Every line of the records that holds the word "accounts" should be copied out.

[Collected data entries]
'''
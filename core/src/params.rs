//! Ordered `key=value&key=value` parameter lists for query strings and
//! form bodies.
//!
//! Values are percent-encoded as UTF-8; field names are written verbatim and
//! must be literals that are already safe in a query string, which is why they
//! are `&'static str`. Serialization consumes the builder, so a list cannot be
//! mutated after it has been turned into a request.

use std::fmt;

use crate::error::ApiError;

/// Builder for an encoded parameter list.
#[derive(Debug, Clone, Default, PartialEq, Eq)]
pub struct Params {
    encoded: String,
}

impl Params {
    /// An empty list.
    pub fn start() -> Self {
        Self::default()
    }

    /// A list seeded with one pair.
    pub fn start_with(field: &'static str, value: impl fmt::Display) -> Self {
        Self::start().add_param(field, value)
    }

    /// Append `field=value`, separating from any previous pair with `&`.
    pub fn add_param(mut self, field: &'static str, value: impl fmt::Display) -> Self {
        if !self.encoded.is_empty() {
            self.encoded.push('&');
        }
        self.encoded.push_str(field);
        self.encoded.push('=');
        encode_into(&mut self.encoded, &value.to_string());
        self
    }

    pub fn is_empty(&self) -> bool {
        self.encoded.is_empty()
    }

    /// Serialize the list. An empty list yields the empty string.
    pub fn finish(self) -> String {
        self.encoded
    }
}

impl fmt::Display for Params {
    fn fmt(&self, f: &mut fmt::Formatter<'_>) -> fmt::Result {
        f.write_str(&self.encoded)
    }
}

/// Percent-encode a single value.
pub fn encode_value(value: &str) -> String {
    let mut out = String::with_capacity(value.len());
    encode_into(&mut out, value);
    out
}

/// Interpret foreign bytes as the UTF-8 text of parameter `field`.
///
/// Fails instead of substituting a lossy or empty value.
pub fn utf8_value<'a>(field: &'static str, bytes: &'a [u8]) -> Result<&'a str, ApiError> {
    std::str::from_utf8(bytes).map_err(|e| ApiError::Encoding {
        field,
        reason: e.to_string(),
    })
}

fn encode_into(out: &mut String, value: &str) {
    for byte in value.bytes() {
        match byte {
            b'A'..=b'Z' | b'a'..=b'z' | b'0'..=b'9' | b'-' | b'_' | b'.' | b'~' => {
                out.push(byte as char)
            }
            _ => {
                out.push('%');
                out.push(HEX[(byte >> 4) as usize] as char);
                out.push(HEX[(byte & 0x0F) as usize] as char);
            }
        }
    }
}

const HEX: &[u8; 16] = b"0123456789ABCDEF";
//! Client configuration.

use serde::Deserialize;

/// Base URL used when nothing else is configured.
pub const DEFAULT_BASE_URL: &str = "http://localhost:3000/api";

/// Environment variable that overrides the base URL.
pub const BASE_URL_ENV: &str = "DOORBELLS_API_URL";

/// Where the doorbells API lives. Resource paths such as `/auth` are
/// appended to `base_url` verbatim.
#[derive(Debug, Clone, PartialEq, Eq, Deserialize)]
pub struct ClientConfig {
    #[serde(default = "default_base_url")]
    pub base_url: String,
}

impl ClientConfig {
    pub fn new(base_url: impl Into<String>) -> Self {
        Self {
            base_url: base_url.into(),
        }
    }

    /// Read `DOORBELLS_API_URL`, falling back to the default base URL. A
    /// blank value counts as unset.
    pub fn from_env() -> Self {
        Self::from_lookup(|name| std::env::var(name).ok())
    }

    fn from_lookup(lookup: impl Fn(&str) -> Option<String>) -> Self {
        lookup(BASE_URL_ENV)
            .map(|url| url.trim().to_string())
            .filter(|url| !url.is_empty())
            .map(Self::new)
            .unwrap_or_default()
    }
}

impl Default for ClientConfig {
    fn default() -> Self {
        Self::new(default_base_url())
    }
}

fn default_base_url() -> String {
    DEFAULT_BASE_URL.to_string()
}
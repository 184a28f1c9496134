//! Response envelope and the JSON shapes decoded from it.
//!
//! A `JsonResponse` keeps the raw body; each `decode` call parses it afresh
//! against the requested shape, so one body may be read both as a
//! `StatusEnvelope` and as a payload shape.

use serde::de::DeserializeOwned;
use serde::Deserialize;

use crate::error::ApiError;
use crate::http::HttpResponse;
use crate::types::{Message, Tag};

/// HTTP status code paired with the raw response body.
#[derive(Debug, Clone, PartialEq, Eq)]
pub struct JsonResponse {
    status: u16,
    body: String,
}

impl JsonResponse {
    pub fn new(status: u16, body: impl Into<String>) -> Self {
        Self {
            status,
            body: body.into(),
        }
    }

    pub fn status(&self) -> u16 {
        self.status
    }

    pub fn body(&self) -> &str {
        &self.body
    }

    /// Decode the body as `T`. Not cached.
    pub fn decode<T: DeserializeOwned>(&self) -> Result<T, ApiError> {
        serde_json::from_str(&self.body).map_err(|source| ApiError::Decode {
            shape: std::any::type_name::<T>(),
            source,
        })
    }

    /// Decode the body as the generic `{status, msg}` failure shape.
    pub fn status_envelope(&self) -> Result<StatusEnvelope, ApiError> {
        self.decode()
    }
}

impl From<HttpResponse> for JsonResponse {
    fn from(response: HttpResponse) -> Self {
        Self::new(response.status, response.body)
    }
}

/// Body of a successful `/auth` call.
#[derive(Debug, Clone, PartialEq, Eq, Deserialize)]
pub struct AuthData {
    pub token: String,
}

/// Server-reported status carried by every failure body.
#[derive(Debug, Clone, PartialEq, Eq, Deserialize)]
pub struct StatusEnvelope {
    pub status: i64,
    #[serde(rename = "msg", default)]
    pub message: Option<String>,
}

impl StatusEnvelope {
    /// Classify by the embedded status: 400, 401, 500 get their own kinds,
    /// everything else is a generic API failure.
    pub fn into_error(self) -> ApiError {
        ApiError::from_status(self.status, self.message)
    }
}

/// Body of `GET /messages`.
#[derive(Debug, Clone, PartialEq, Deserialize)]
pub struct MessageList {
    #[serde(default)]
    pub status: i64,
    #[serde(default)]
    pub messages: Vec<Message>,
}

/// Body of `GET /tags`.
#[derive(Debug, Clone, PartialEq, Deserialize)]
pub struct TagList {
    #[serde(default)]
    pub status: i64,
    #[serde(default)]
    pub tags: Vec<Tag>,
}
// ---------------------------------------------------------------------------
// Unit tests
// ---------------------------------------------------------------------------

#[cfg(test)]
mod tests {
    use super::*;
    use std::ffi::CString;

    fn start_server() -> CString {
        let std_listener = std::net::TcpListener::bind("127.0.0.1:0").unwrap();
        let addr = std_listener.local_addr().unwrap();
        std_listener.set_nonblocking(true).unwrap();

        std::thread::spawn(move || {
            let rt = tokio::runtime::Builder::new_current_thread()
                .enable_all()
                .build()
                .unwrap();
            rt.block_on(async {
                let listener = tokio::net::TcpListener::from_std(std_listener).unwrap();
                mock_server::run(listener).await
            })
            .unwrap();
        });

        CString::new(format!("http://{addr}/api")).unwrap()
    }

    fn c_str_of(ptr: *const c_char) -> String {
        unsafe { CStr::from_ptr(ptr) }.to_str().unwrap().to_string()
    }

    fn initialized(base_url: &str, token: &str) -> *mut FfiSession {
        let url = CString::new(base_url).unwrap();
        let token = CString::new(token).unwrap();
        let mut session = std::ptr::null_mut();
        let result = doorbells_initialize(url.as_ptr(), token.as_ptr(), &mut session);
        assert_eq!(unsafe { &*result }.error_code, FfiErrorCode::Ok);
        doorbells_free_result(result);
        session
    }

    #[test]
    fn initialize_and_free() {
        let session = initialized("http://localhost:3000/api", "abc");
        assert!(!session.is_null());

        let token = doorbells_session_token(session);
        assert_eq!(c_str_of(token), "abc");
        doorbells_free_string(token);
        doorbells_session_free(session);
    }

    #[test]
    fn initialize_empty_token_is_unauthorized() {
        let url = CString::new("http://localhost:3000/api").unwrap();
        let token = CString::new("").unwrap();
        let mut session = std::ptr::null_mut();
        let result = doorbells_initialize(url.as_ptr(), token.as_ptr(), &mut session);
        let r = unsafe { &*result };
        assert_eq!(r.error_code, FfiErrorCode::Unauthorized);
        assert!(!r.error_message.is_null());
        assert!(session.is_null());
        doorbells_free_result(result);
    }

    #[test]
    fn initialize_malformed_url() {
        let url = CString::new("not a url").unwrap();
        let token = CString::new("abc").unwrap();
        let mut session = std::ptr::null_mut();
        let result = doorbells_initialize(url.as_ptr(), token.as_ptr(), &mut session);
        assert_eq!(unsafe { &*result }.error_code, FfiErrorCode::MalformedUrl);
        doorbells_free_result(result);
    }

    #[test]
    fn initialize_null_base_url_uses_configured_default() {
        let token = CString::new("abc").unwrap();
        let mut session = std::ptr::null_mut();
        let result = doorbells_initialize(std::ptr::null(), token.as_ptr(), &mut session);
        assert_eq!(unsafe { &*result }.error_code, FfiErrorCode::Ok);
        assert!(!session.is_null());
        doorbells_free_result(result);
        doorbells_session_free(session);
    }

    #[test]
    fn initialize_null_out_pointer() {
        let url = CString::new("http://localhost:3000/api").unwrap();
        let token = CString::new("abc").unwrap();
        let result = doorbells_initialize(url.as_ptr(), token.as_ptr(), std::ptr::null_mut());
        assert_eq!(unsafe { &*result }.error_code, FfiErrorCode::NullArg);
        doorbells_free_result(result);
    }

    #[test]
    fn null_session_is_null_arg() {
        let result = doorbells_get_tags(std::ptr::null());
        let r = unsafe { &*result };
        assert_eq!(r.error_code, FfiErrorCode::NullArg);
        assert_eq!(c_str_of(r.error_message), "null argument: session");
        doorbells_free_result(result);

        assert!(doorbells_session_token(std::ptr::null()).is_null());
    }

    #[test]
    fn non_utf8_argument_is_an_encoding_error() {
        let session = initialized("http://localhost:3000/api", "abc");
        let location = CString::new(vec![b'd', 0xFF, b'k']).unwrap();
        let result = doorbells_create_tag(session, location.as_ptr());
        let r = unsafe { &*result };
        assert_eq!(r.error_code, FfiErrorCode::Encoding);
        assert!(c_str_of(r.error_message).contains("location"));
        doorbells_free_result(result);
        doorbells_session_free(session);
    }

    #[test]
    fn null_string_argument_is_null_arg() {
        let session = initialized("http://localhost:3000/api", "abc");
        let result = doorbells_send_message(session, std::ptr::null(), std::ptr::null());
        assert_eq!(unsafe { &*result }.error_code, FfiErrorCode::NullArg);
        doorbells_free_result(result);
        doorbells_session_free(session);
    }

    #[test]
    fn live_round_trip() {
        let url = start_server();
        let email = CString::new(mock_server::DEFAULT_EMAIL).unwrap();
        let password = CString::new(mock_server::DEFAULT_PASSWORD).unwrap();
        let mut session = std::ptr::null_mut();
        let result = doorbells_authorize(url.as_ptr(), email.as_ptr(), password.as_ptr(), &mut session);
        assert_eq!(unsafe { &*result }.error_code, FfiErrorCode::Ok);
        doorbells_free_result(result);
        assert!(!session.is_null());

        // create a tag
        let location = CString::new("front door").unwrap();
        let result = doorbells_create_tag(session, location.as_ptr());
        let r = unsafe { &*result };
        assert_eq!(r.error_code, FfiErrorCode::Ok);
        assert_eq!(r.data_tag, FfiDataTag::Tag);
        let tag = unsafe { &*(r.data as *const FfiTag) };
        assert_eq!(c_str_of(tag.location), "front door");
        assert!(c_str_of(tag.owner_json).contains(mock_server::DEFAULT_EMAIL));
        let tag_id = CString::new(c_str_of(tag.id)).unwrap();
        doorbells_free_result(result);

        // send to it
        let contents = CString::new("hello world").unwrap();
        let result = doorbells_send_message(session, tag_id.as_ptr(), contents.as_ptr());
        let r = unsafe { &*result };
        assert_eq!(r.data_tag, FfiDataTag::Flag);
        assert!(r.flag);
        doorbells_free_result(result);

        // list messages
        let result = doorbells_get_messages(session);
        let r = unsafe { &*result };
        assert_eq!(r.data_tag, FfiDataTag::MessageList);
        let list = unsafe { &*(r.data as *const FfiMessageList) };
        assert_eq!(list.len, 1);
        let items = unsafe { std::slice::from_raw_parts(list.items, list.len as usize) };
        assert_eq!(c_str_of(items[0].contents), "hello world");
        assert_eq!(items[0].date_received_ms, items[0].timestamp * 1000);
        doorbells_free_result(result);

        // absent message
        let result = doorbells_get_message(session, 9_999);
        let r = unsafe { &*result };
        assert_eq!(r.error_code, FfiErrorCode::Ok);
        assert_eq!(r.data_tag, FfiDataTag::None);
        assert!(r.data.is_null());
        doorbells_free_result(result);

        // destroy, then find reports not-found
        let result = doorbells_destroy_tag(session, tag_id.as_ptr());
        assert!(unsafe { &*result }.flag);
        doorbells_free_result(result);

        let result = doorbells_find_tag(session, tag_id.as_ptr());
        let r = unsafe { &*result };
        assert_eq!(r.error_code, FfiErrorCode::NotFound);
        assert_eq!(r.api_status, 404);
        doorbells_free_result(result);

        // empty tag list
        let result = doorbells_get_tags(session);
        let r = unsafe { &*result };
        assert_eq!(r.data_tag, FfiDataTag::TagList);
        let list = unsafe { &*(r.data as *const FfiTagList) };
        assert_eq!(list.len, 0);
        assert!(list.items.is_null());
        doorbells_free_result(result);

        // revoke; further calls are unauthorized
        let result = doorbells_invalidate(session);
        assert!(unsafe { &*result }.flag);
        doorbells_free_result(result);

        let result = doorbells_get_tags(session);
        let r = unsafe { &*result };
        assert_eq!(r.error_code, FfiErrorCode::Unauthorized);
        assert_eq!(r.api_status, 401);
        doorbells_free_result(result);

        doorbells_session_free(session);
    }

    #[test]
    fn generated_header_declares_exports() {
        // Absent only when cbindgen could not parse the crate.
        let Some(path) = option_env!("DOORBELLS_HEADER") else {
            return;
        };
        assert!(path.starts_with(env!("OUT_DIR")));
        let header = std::fs::read_to_string(path).unwrap();
        assert!(header.contains("DOORBELLS_H"));
        for export in ["doorbells_authorize", "doorbells_find_tag", "doorbells_free_result"] {
            assert!(header.contains(export), "{export} missing from header");
        }
    }

    #[test]
    fn free_result_null_is_safe() {
        doorbells_free_result(std::ptr::null_mut());
    }

    #[test]
    fn free_string_null_is_safe() {
        doorbells_free_string(std::ptr::null_mut());
    }

    #[test]
    fn session_free_null_is_safe() {
        doorbells_session_free(std::ptr::null_mut());
    }
}
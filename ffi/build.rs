use std::path::PathBuf;

/// Optional directory that receives a copy of the generated header.
const HEADER_DIR_ENV: &str = "DOORBELLS_HEADER_DIR";

fn main() {
    println!("cargo:rerun-if-changed=src");
    println!("cargo:rerun-if-env-changed={HEADER_DIR_ENV}");

    let crate_dir = std::env::var("CARGO_MANIFEST_DIR").unwrap_or_else(|_| ".".to_string());
    let Ok(out_dir) = std::env::var("OUT_DIR") else {
        println!("cargo:warning=OUT_DIR unset; header generation skipped");
        return;
    };

    let bindings = match cbindgen::Builder::new()
        .with_crate(&crate_dir)
        .with_language(cbindgen::Language::C)
        .with_include_guard("DOORBELLS_H")
        .generate()
    {
        Ok(bindings) => bindings,
        Err(err) => {
            println!("cargo:warning=header generation skipped: {err}");
            return;
        }
    };

    // The returned flag only says whether the content changed; I/O errors panic.
    let header = PathBuf::from(out_dir).join("doorbells.h");
    let _changed = bindings.write_to_file(&header);
    println!("cargo:rustc-env=DOORBELLS_HEADER={}", header.display());

    if let Ok(dir) = std::env::var(HEADER_DIR_ENV) {
        let target = PathBuf::from(dir).join("doorbells.h");
        if let Err(err) = std::fs::copy(&header, &target) {
            println!("cargo:warning=could not copy header to {}: {err}", target.display());
        }
    }
}
//! In-memory doorbells API server.
//!
//! Serves every resource under `/api` with the same conventions as the real
//! service: success bodies are JSON entities or `{"status":200}`, failures
//! are `{"status": n, "msg": text}` with a matching HTTP status, and every
//! call except `/auth` requires a valid `auth_token` query parameter.

use std::{
    collections::HashMap,
    sync::Arc,
    time::{SystemTime, UNIX_EPOCH},
};

use axum::{
    extract::{Path, Query, State},
    http::StatusCode,
    response::{IntoResponse, Response},
    routing::{get, post},
    Form, Json, Router,
};
use serde::{Deserialize, Serialize};
use serde_json::json;
use tokio::{net::TcpListener, sync::RwLock};
use tracing::info;
use uuid::Uuid;

/// Credentials every fresh store accepts.
pub const DEFAULT_EMAIL: &str = "daniel@example.com";
pub const DEFAULT_PASSWORD: &str = "password";

/// User record embedded in messages and tags.
#[derive(Clone, Debug, PartialEq, Eq, Serialize, Deserialize)]
pub struct UserRecord {
    pub id: i64,
    pub email: String,
}

#[derive(Clone, Debug, Serialize, Deserialize)]
pub struct Message {
    pub id: i64,
    pub sender: UserRecord,
    pub contents: String,
    pub timestamp: i64,
}

#[derive(Clone, Debug, Serialize, Deserialize)]
pub struct Tag {
    pub id: String,
    pub location: String,
    pub user: UserRecord,
}

struct Account {
    user: UserRecord,
    password: String,
}

struct Delivery {
    recipient: i64,
    message: Message,
}

/// Server-side state.
#[derive(Default)]
pub struct Store {
    accounts: Vec<Account>,
    tokens: HashMap<String, i64>,
    devices: HashMap<String, i64>,
    deliveries: Vec<Delivery>,
    tags: HashMap<String, Tag>,
    next_message_id: i64,
}

impl Store {
    /// A store holding only the default account.
    pub fn seeded() -> Self {
        let mut store = Self::default();
        store.add_user(DEFAULT_EMAIL, DEFAULT_PASSWORD);
        store
    }

    /// Register an account and return its user id.
    pub fn add_user(&mut self, email: &str, password: &str) -> i64 {
        let id = self.accounts.len() as i64 + 1;
        self.accounts.push(Account {
            user: UserRecord {
                id,
                email: email.to_string(),
            },
            password: password.to_string(),
        });
        id
    }

    fn user(&self, id: i64) -> Option<&UserRecord> {
        self.accounts.iter().map(|a| &a.user).find(|u| u.id == id)
    }
}

pub type Db = Arc<RwLock<Store>>;

pub fn app() -> Router {
    app_with(Store::seeded())
}

pub fn app_with(store: Store) -> Router {
    let db: Db = Arc::new(RwLock::new(store));
    let api = Router::new()
        .route("/auth", post(authorize))
        .route("/auth/destroy", post(invalidate))
        .route("/register", post(register_device))
        .route("/unregister", post(unregister_device))
        .route("/messages", get(list_messages))
        .route("/messages/delete", post(delete_message))
        .route("/messages/{id}", get(get_message))
        .route("/send", post(send_message))
        .route("/tags", get(list_tags))
        .route("/tags/create", post(create_tag))
        .route("/tags/update", post(update_tag))
        .route("/tags/delete", post(delete_tag))
        .route("/tags/{id}", get(get_tag))
        .with_state(db);
    Router::new().nest("/api", api)
}

pub async fn run(listener: TcpListener) -> Result<(), std::io::Error> {
    axum::serve(listener, app()).await
}

type Params = HashMap<String, String>;

/// A failure rendered as `{"status", "msg"}` with the same HTTP status.
#[derive(Debug)]
pub struct Failure(StatusCode, String);

impl Failure {
    fn bad_request(msg: impl Into<String>) -> Self {
        Self(StatusCode::BAD_REQUEST, msg.into())
    }

    fn unauthorized(msg: impl Into<String>) -> Self {
        Self(StatusCode::UNAUTHORIZED, msg.into())
    }

    fn not_found(msg: impl Into<String>) -> Self {
        Self(StatusCode::NOT_FOUND, msg.into())
    }
}

impl IntoResponse for Failure {
    fn into_response(self) -> Response {
        let body = json!({ "status": self.0.as_u16(), "msg": self.1 });
        (self.0, Json(body)).into_response()
    }
}

type Reply = Result<Response, Failure>;

fn ok_status() -> Response {
    Json(json!({ "status": 200 })).into_response()
}

fn required<'a>(params: &'a Params, name: &str) -> Result<&'a str, Failure> {
    params
        .get(name)
        .map(String::as_str)
        .filter(|v| !v.is_empty())
        .ok_or_else(|| Failure::bad_request(format!("missing parameter: {name}")))
}

fn authenticate(store: &Store, query: &Params) -> Result<i64, Failure> {
    let token = query
        .get("auth_token")
        .ok_or_else(|| Failure::unauthorized("missing auth token"))?;
    store
        .tokens
        .get(token)
        .copied()
        .ok_or_else(|| Failure::unauthorized("invalid auth token"))
}

fn now() -> i64 {
    SystemTime::now()
        .duration_since(UNIX_EPOCH)
        .map(|d| d.as_secs() as i64)
        .unwrap_or_default()
}

async fn authorize(State(db): State<Db>, Form(form): Form<Params>) -> Reply {
    let email = required(&form, "email")?;
    let password = required(&form, "password")?;
    let mut store = db.write().await;
    let user_id = store
        .accounts
        .iter()
        .find(|a| a.user.email == email && a.password == password)
        .map(|a| a.user.id)
        .ok_or_else(|| Failure::unauthorized("invalid email or password"))?;
    let token = Uuid::new_v4().simple().to_string();
    store.tokens.insert(token.clone(), user_id);
    info!(user_id, "issued auth token");
    Ok(Json(json!({ "token": token })).into_response())
}

async fn invalidate(State(db): State<Db>, Query(query): Query<Params>) -> Reply {
    let mut store = db.write().await;
    let user_id = authenticate(&store, &query)?;
    store.tokens.remove(required(&query, "auth_token")?);
    info!(user_id, "revoked auth token");
    Ok(ok_status())
}

async fn register_device(State(db): State<Db>, Query(query): Query<Params>) -> Reply {
    let mut store = db.write().await;
    let user_id = authenticate(&store, &query)?;
    let id = required(&query, "id")?.to_string();
    info!(device_id = %id, user_id, "registered device");
    store.devices.insert(id, user_id);
    Ok(ok_status())
}

async fn unregister_device(State(db): State<Db>, Query(query): Query<Params>) -> Reply {
    let mut store = db.write().await;
    let user_id = authenticate(&store, &query)?;
    let id = required(&query, "id")?;
    if store.devices.get(id) != Some(&user_id) {
        return Err(Failure::not_found("device not found"));
    }
    store.devices.remove(id);
    info!(device_id = %id, user_id, "unregistered device");
    Ok(ok_status())
}

async fn list_messages(State(db): State<Db>, Query(query): Query<Params>) -> Reply {
    let store = db.read().await;
    let user_id = authenticate(&store, &query)?;
    let messages: Vec<&Message> = store
        .deliveries
        .iter()
        .filter(|d| d.recipient == user_id)
        .map(|d| &d.message)
        .collect();
    Ok(Json(json!({ "status": 200, "messages": messages })).into_response())
}

async fn get_message(
    State(db): State<Db>,
    Path(id): Path<i64>,
    Query(query): Query<Params>,
) -> Reply {
    let store = db.read().await;
    let user_id = authenticate(&store, &query)?;
    store
        .deliveries
        .iter()
        .find(|d| d.recipient == user_id && d.message.id == id)
        .map(|d| Json(d.message.clone()).into_response())
        .ok_or_else(|| Failure::not_found("message not found"))
}

async fn delete_message(State(db): State<Db>, Query(query): Query<Params>) -> Reply {
    let mut store = db.write().await;
    let user_id = authenticate(&store, &query)?;
    let id: i64 = required(&query, "id")?
        .parse()
        .map_err(|_| Failure::bad_request("id must be an integer"))?;
    let before = store.deliveries.len();
    store
        .deliveries
        .retain(|d| !(d.recipient == user_id && d.message.id == id));
    if store.deliveries.len() == before {
        return Err(Failure::not_found("message not found"));
    }
    info!(message_id = id, user_id, "deleted message");
    Ok(ok_status())
}

async fn send_message(
    State(db): State<Db>,
    Query(query): Query<Params>,
    Form(form): Form<Params>,
) -> Reply {
    let mut store = db.write().await;
    let user_id = authenticate(&store, &query)?;
    let tag_id = required(&query, "tag")?;
    let contents = required(&form, "contents")?.to_string();
    let recipient = store
        .tags
        .get(tag_id)
        .map(|t| t.user.id)
        .ok_or_else(|| Failure::not_found("tag not found"))?;
    let sender = store
        .user(user_id)
        .cloned()
        .ok_or_else(|| Failure::unauthorized("unknown user"))?;
    store.next_message_id += 1;
    let message = Message {
        id: store.next_message_id,
        sender,
        contents,
        timestamp: now(),
    };
    info!(message_id = message.id, recipient, "delivered message");
    store.deliveries.push(Delivery { recipient, message });
    Ok(ok_status())
}

async fn list_tags(State(db): State<Db>, Query(query): Query<Params>) -> Reply {
    let store = db.read().await;
    let user_id = authenticate(&store, &query)?;
    let mut tags: Vec<&Tag> = store.tags.values().filter(|t| t.user.id == user_id).collect();
    tags.sort_by(|a, b| a.id.cmp(&b.id));
    Ok(Json(json!({ "status": 200, "tags": tags })).into_response())
}

async fn get_tag(
    State(db): State<Db>,
    Path(id): Path<String>,
    Query(query): Query<Params>,
) -> Reply {
    let store = db.read().await;
    authenticate(&store, &query)?;
    store
        .tags
        .get(&id)
        .map(|t| Json(t.clone()).into_response())
        .ok_or_else(|| Failure::not_found("tag not found"))
}

async fn create_tag(
    State(db): State<Db>,
    Query(query): Query<Params>,
    Form(form): Form<Params>,
) -> Reply {
    let mut store = db.write().await;
    let user_id = authenticate(&store, &query)?;
    let location = required(&form, "location")?.to_string();
    let user = store
        .user(user_id)
        .cloned()
        .ok_or_else(|| Failure::unauthorized("unknown user"))?;
    let tag = Tag {
        id: Uuid::new_v4().to_string(),
        location,
        user,
    };
    info!(tag_id = %tag.id, user_id, "created tag");
    store.tags.insert(tag.id.clone(), tag.clone());
    Ok(Json(tag).into_response())
}

async fn update_tag(
    State(db): State<Db>,
    Query(query): Query<Params>,
    Form(form): Form<Params>,
) -> Reply {
    let mut store = db.write().await;
    let user_id = authenticate(&store, &query)?;
    let id = required(&query, "id")?;
    let location = required(&form, "location")?.to_string();
    match store.tags.get_mut(id) {
        Some(tag) if tag.user.id == user_id => {
            tag.location = location;
            info!(tag_id = %id, user_id, "updated tag");
            Ok(ok_status())
        }
        _ => Err(Failure::not_found("tag not found")),
    }
}

async fn delete_tag(State(db): State<Db>, Query(query): Query<Params>) -> Reply {
    let mut store = db.write().await;
    let user_id = authenticate(&store, &query)?;
    let id = required(&query, "id")?;
    if store.tags.get(id).map(|t| t.user.id) != Some(user_id) {
        return Err(Failure::not_found("tag not found"));
    }
    store.tags.remove(id);
    info!(tag_id = %id, "deleted tag");
    Ok(ok_status())
}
'''
FINISHED TASK —
    accounts: Vec<Account>,
        let id = self.accounts.len() as i64 + 1;
        self.accounts.push(Account {
        self.accounts.iter().map(|a| &a.user).find(|u| u.id == id)
        .accounts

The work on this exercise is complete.